What you should copy is the line containing "or 1 (right)" and all lines after it in the entries below, exactly and without anything added.

[Stored items]
* * *
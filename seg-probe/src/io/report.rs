use serde::{Deserialize, Serialize};

use pcb_seg::geometry::primitives::Point;
use pcb_seg::{Coord, ECoord, WCoord};

use crate::config::ProbeConfig;

/// Results of a probe run
#[derive(Serialize, Deserialize, Clone, Debug)]
pub struct ProbeReport {
    pub name: String,
    pub config: ProbeConfig,
    pub n_colliding: usize,
    pub results: Vec<QueryResult>,
}

/// Everything the kernel reports about one pair of segments `a` and `b`
#[derive(Serialize, Deserialize, Clone, Copy, Debug, PartialEq)]
pub struct QueryResult {
    pub id: usize,
    pub intersection: Option<Point>,
    pub line_intersection: Option<Point>,
    pub sq_distance: WCoord,
    pub distance: ECoord,
    pub clearance: Coord,
    pub collide: bool,
    /// Where `a` comes closest to `b`, only set for colliding pairs
    pub violation_at: Option<Point>,
    pub collinear: bool,
    /// Side of `b`'s endpoints relative to `a`: -1 (left), 0 (on the line) or 1 (right)
    pub side_of_b: (i32, i32),
}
* * *
* _Your solution_
    /// Side of `b`'s endpoints relative to `a`: -1 (left), 0 (on the line) or 1 (right)
    pub side_of_b: (i32, i32),
}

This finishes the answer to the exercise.